Todo iba marchando sobre ruedas, nunca mejor dicho, hasta llegar Aljucén, localidad en la que me vino la pequeña indisposición que me tuvo K.O. durante unos 30 minutos, y después el miedo que se te queda en el cuerpo.
Afortunadamente me repuse y pude seguir el camino. Poco después del mediodía llegué a Mérida y allí, aunque las obras no lo pusieron fácil, crucé el segundo gran río de este viaje: el Guadiana.

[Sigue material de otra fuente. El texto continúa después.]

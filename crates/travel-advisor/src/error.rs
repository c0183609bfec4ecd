use std::fmt;
use travel_types::{InputScanResult, OutputScanResult};

/// Ways an agent run can end without a usable itinerary.
#[derive(Debug)]
pub(crate) enum RunError {
    /// The input guardrail flagged the request as off topic.
    InputRejected(InputScanResult),
    /// The output guardrail flagged the generated reply.
    OutputRejected(OutputScanResult),
    Failed(anyhow::Error),
}

impl fmt::Display for RunError {
    fn fmt(&self, f: &mut fmt::Formatter<'_>) -> fmt::Result {
        match self {
            RunError::InputRejected(scan) => {
                write!(f, "input guardrail tripwire triggered: {}", scan.reason)
            }
            RunError::OutputRejected(scan) => {
                write!(f, "output guardrail tripwire triggered: {}", scan.explanation)
            }
            RunError::Failed(err) => write!(f, "agent run failed: {err:#}"),
        }
    }
}

impl std::error::Error for RunError {
    fn source(&self) -> Option<&(dyn std::error::Error + 'static)> {
        match self {
            RunError::Failed(err) => Some(&**err),
            _ => None,
        }
    }
}

impl From<anyhow::Error> for RunError {
    fn from(err: anyhow::Error) -> Self {
        RunError::Failed(err)
    }
}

En la misma Mérida, paré a tomar algo en un bar y allí había un grupo ciclistas, de carreteros, algunos de los cuales creo que me ganaban en edad. Así que tocó tertulia un rato y escuché sus consejos, de dónde comer, etc. Y aunque el consejo no era malo, sí que fue un error seguirlo. Me explico: era uno de estos restaurantes donde sirven un copioso menú con dos platos y postre y no fue la mejor idea para seguir pedaleando por la tarde con más de 30 grados de temperatura. Así que los kilómetros de la tarde han sido bastante penosos, al menos a rato. En Almendralejo tomé la sabia decisión de parar un rato para intentar hacer la digestión. Y ya casi saliendo del pueblo. Encontré un bar y allí paré a tomar una Coca-Cola. Fue un buen rato porque pegué la hebra con dos paisanos y estuvimos un rato hablando de lo humano y lo humano. Ayer mencioné la geografía como una de los grandes ventajas de viajar en bicicleta. Quiero decir que se ve cada río, cada monte, cada pueblo. Otra de las posibilidades que te ofrece este método de desplazarte es hablar con gente que te vas encontrando por el camino.
Desde Almendralejo quedaban ya poco más de una docena de kilómetros que se hicieron bastante leves y ahora estoy alojado en uno de esos hoteles de carretera sin mucho glamour, pero bastante correcto.
Creo que en dos días llegaré a casa.